This session, which basically covered the “A day in the life of a developer” concept was a pretty good overview of how all this Visual Studio 2005 Team System (VS2K5TS) stuff will impact those of us who actually write code for a living.
Unit Testing and Test-Driven Development
Jim Newkirk gave a very quick 10 minute demo of TDD using VS2K5TS. The support in the new tool is pretty darn good. One of the cooler things how the refactoring tools support TDD. Recall that when you are doing Test-Driven Development you often write a test before the method you are testing has even been written. One of these refactoring tools now shows you a SmartTag that lets you quickly insert a stub method into the class being tested. Very nice.
However, I do have a few complaints about the unit testing stuff I have seen:
- To use the refactoring above, the target class has to already exist, which in pure TDD isn’t the case at the very beginning
- I really have to ask why they changed the name of the attributes from those defined in the xUnit frameworks. I’m guessing it is just a matter of wanting to be different, but I really think they should reconsider. [TestFixture] and [Test] and [ExpectedException] are consistent across NUnit and csUnit, so why should this tool be different?
- I’m not all that enamored with the test runner UI. I can’t seem to figure out how to run it from the keyboard, and there is a popup dialog that insist on asking me to select a test configuration every time. Annoying.

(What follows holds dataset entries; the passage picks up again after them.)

impl ConsoleFormatter {
    pub fn new(use_colors: bool, detailed: bool) -> Self {
        Self { use_colors, detailed }
    }

    fn colorize(&self, text: &str, color: Color) -> String {
        if self.use_colors {
            text.color(color).to_string()
        } else {
            text.to_string()
        }
    }

    fn format_header(&self, title: &str) -> String {
        if self.use_colors {
            format!("\n{}\n", title.color(Color::Blue).bold())
        } else {
            format!("\n{}\n", title)
        }
    }

    fn format_badge(&self, score: f32) -> String {
        let strength = MatchStrength::from_score(score);
        let color = match strength {
            MatchStrength::Strong => Color::Green,
            MatchStrength::Good => Color::BrightGreen,
            MatchStrength::Moderate => Color::Yellow,
            MatchStrength::Weak => Color::Red,
        };

        if self.use_colors {
            format!("[{}]", strength.label().color(color).bold())
        } else {
            format!("[{}]", strength.label())
        }
    }

    fn score_bar(score: f32) -> String {
        let filled = (score.clamp(0.0, 1.0) * 20.0).round() as usize;
        format!("{}{}", "#".repeat(filled), ".".repeat(20 - filled))
    }

    fn format_match(&self, rank: usize, m: &MatchResult, report: &MatchReport) -> String {
        let mut output = String::new();

        output.push_str(&format!(
            "\n{}. {} {} {:.3}\n",
            rank,
            self.colorize(&m.supervisor_name, Color::Cyan),
            self.format_badge(m.final_score),
            m.final_score
        ));
        if let Some(department) = &m.department {
            output.push_str(&format!("   Department: {}\n", department));
        }

        let weights: Vec<f32> = report.metadata.weights.iter().map(|(_, w)| w).collect();
        for ((key, value), weight) in m.detailed_scores.iter().zip(weights) {
            if self.detailed {
                output.push_str(&format!(
                    "   {:<20} {:.3} {} (weight {:.0}%)\n",
                    display_label(key),
                    value,
                    Self::score_bar(value),
                    weight * 100.0
                ));
            } else {
                output.push_str(&format!("   {:<20} {:.3}\n", display_label(key), value));
            }
        }

        output.push_str(&format!("   Matching Skills: {}\n", join_or_none(&m.matching_skills)));
        output.push_str(&format!(
            "   Methodology Overlap: {}\n",
            join_or_none(&m.methodology_overlap)
        ));
        output
    }
}

impl OutputFormatter for ConsoleFormatter {
    fn format_report(&self, report: &MatchReport) -> Result<String> {
        let mut output = String::new();

        output.push_str(&self.format_header(&format!(
            "SUPERVISOR MATCHES FOR {}",
            report.student.student_name.to_uppercase()
        )));
        output.push_str(&format!("Project: {}\n", report.student.project_title));
        if self.detailed {
            output.push_str(&format!("{}\n", report.student.matching_text()));
        }

        if report.matches.is_empty() {
            output.push_str(&format!(
                "\n{}\n",
                self.colorize("No supervisors matched.", Color::Yellow)
            ));
        }

        for (i, m) in report.matches.iter().enumerate() {
            output.push_str(&self.format_match(i + 1, m, report));
        }

        output.push_str(&format!(
            "\nShowing {} of {} supervisors | model: {} | {}ms\n",
            report.matches.len(),
            report.metadata.total_candidates,
            report.metadata.embedding_model,
            report.metadata.processing_time_ms
        ));
        Ok(output)
    }

    fn supports_format(&self) -> OutputFormat {
        OutputFormat::Console
    }
}

impl OutputFormatter for TextFormatter {
    fn format_report(&self, report: &MatchReport) -> Result<String> {
        let rule = "-".repeat(RULE_WIDTH);
        let mut lines = vec![
            format!("Matching Report for {}", report.student.student_name),
            "=".repeat(RULE_WIDTH),
            "\nProject Description:".to_string(),
            report.student.matching_text().trim().to_string(),
            "\nTop Matches:".to_string(),
            rule.clone(),
        ];

        for (i, m) in report.matches.iter().enumerate() {
            lines.push(format!(
                "\n{}. {} (Overall Score: {:.3})",
                i + 1,
                m.supervisor_name,
                m.final_score
            ));
            lines.push("\nDetailed Scores:".to_string());
            for (key, value) in m.detailed_scores.iter() {
                lines.push(format!("- {}: {:.3}", display_label(key), value));
            }
            lines.push("\nMatching Skills:".to_string());
            lines.push(join_or_none(&m.matching_skills));
            lines.push("\nMethodology Overlap:".to_string());
            lines.push(join_or_none(&m.methodology_overlap));
            lines.push(format!("\n{}", rule));
        }

        Ok(lines.join("\n"))
    }

    fn supports_format(&self) -> OutputFormat {
        OutputFormat::Text
    }
}

impl JsonFormatter {
    pub fn new(pretty: bool) -> Self {
        Self { pretty }
    }
}

impl OutputFormatter for JsonFormatter {
    fn format_report(&self, report: &MatchReport) -> Result<String> {
        let json = if self.pretty {
            serde_json::to_string_pretty(report)?
        } else {
            serde_json::to_string(report)?
        };
        Ok(json)
    }

    fn supports_format(&self) -> OutputFormat {
        OutputFormat::Json
    }
}

impl MarkdownFormatter {
    pub fn new(include_metadata: bool) -> Self {
        Self { include_metadata }
    }
}

impl OutputFormatter for MarkdownFormatter {
    fn format_report(&self, report: &MatchReport) -> Result<String> {
        let mut md = String::new();

        md.push_str(&format!("# Supervisor Matching Report: {}\n\n", report.student.student_name));
        md.push_str(&format!("**Project:** {}\n\n", report.student.project_title));
        md.push_str("## Project Description\n\n");
        md.push_str(&format!("{}\n\n", report.student.matching_text().replace('\n', "  \n")));

        md.push_str("## Ranking\n\n");
        md.push_str("| Rank | Supervisor | Score | Research | Methodology | Skills | Domain |\n");
        md.push_str("|-----:|------------|------:|---------:|------------:|-------:|-------:|\n");
        for (i, m) in report.matches.iter().enumerate() {
            let s = &m.detailed_scores;
            md.push_str(&format!(
                "| {} | {} | {:.3} | {:.3} | {:.3} | {:.3} | {:.3} |\n",
                i + 1,
                m.supervisor_name,
                m.final_score,
                s.research_alignment,
                s.methodology_match,
                s.technical_skills,
                s.domain_knowledge
            ));
        }
        md.push('\n');

        for (i, m) in report.matches.iter().enumerate() {
            md.push_str(&format!("### {}. {}\n\n", i + 1, m.supervisor_name));
            if let Some(department) = &m.department {
                md.push_str(&format!("*{}*\n\n", department));
            }
            md.push_str(&format!(
                "- **Overall Score:** {:.3} ({})\n",
                m.final_score,
                MatchStrength::from_score(m.final_score).label()
            ));
            md.push_str(&format!("- **Matching Skills:** {}\n", join_or_none(&m.matching_skills)));
            md.push_str(&format!(
                "- **Methodology Overlap:** {}\n\n",
                join_or_none(&m.methodology_overlap)
            ));
        }

        if self.include_metadata {
            md.push_str("---\n\n");
            md.push_str(&format!(
                "*Generated {} by supervisor-matcher v{} using {}. {} of {} supervisors shown.*\n",
                report.timestamp.format("%Y-%m-%d %H:%M:%S UTC"),
                report.metadata.tool_version,
                report.metadata.embedding_model,
                report.matches.len(),
                report.metadata.total_candidates
            ));
        }

        Ok(md)
    }

    fn supports_format(&self) -> OutputFormat {
        OutputFormat::Markdown
    }
}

- I’m not at all happy that the Unit Testing stuff will be included in Test System but not in the lower down versions of the VS product stack, Unit Testing is far too important to say that only the top tier product can have it.
Eric Lee opened this demo by polling the audience and discovering that everyone had heard of code coverage analysis but that no one uses it. If you’re ever heard me talk about testing and stuff, you probably know that I am not a big fan of code coverage analysis. My feeling is that it tends to be treated as panacea to project managers who love to be able to say things like “our unit tests covered 92% of our code, so we know that the code is ready.”
Or even worse, I have a fear that a manager might institute a policy that states, “All code must have unit tests that cover 100% of the code.” If this is used in place of good code reviews, I feel certain that we will start to see developers who learn to get 100% coverage in a lazy an ineffective way. Management will feel good, but the code will be bad.
Notice that I am not saying that code coverage analysis is by itself bad. But I an concerned that it will be misused. I certainly intend to use it as a developer to keep an eye on my unit testing coverage, but I know to never depend on it as a measure of unit testing quality.
Eric gave a detailed explanation of that static code analysis is and laid a foundation for his demo. I really think this stuff is going to be useful, but once again I reserve judgment until I get a chance to play with the bits myself.
It looks and sounds like a tightly integrated version of FxCop. Like FxCop, it allows you to create custom rules, ships with a massive base set of rules, etc. Looks pretty good.
Find problems as your application runs. The team specifically set out to address the problems of
“Works on my machine”
“It used to work”
Some of the many things that it checks for include
Application compatibility issues
Also good stuff.
The first part of this Eric showed was Sampling. This takes samples of the methods that are called in our application. It tallies up the totals and gives you a quick look at the method call counts. It gives you an easy way to quickly identify possible problem areas.
The second half of the code profiling system is Instrumentation. Eric suggested that we should move to this more intrusive way of profiling after using Sampling to get an idea of where we should look. It injects code into the running code to enable to collection of detailed timing probe data. This lets you determine, for example, that a specific line of code in a method is the main source of delay. (Eric confirmed that this is basically an integrated _place_holder;combination of the existing add-on profiling tools that are on MSDN today.)
Eric also showed the reports and summary information that are created. I know this stuff is going to be very useful to all of us.
One thing I was to say though is that this is an early preview. I have been talking a lot with this team and they are very interested in what people think of all this stuff. So expect it to change between now and when it actually ships. And we all need to be sure to tell them a little about each of our religions so they don’t leave anything out.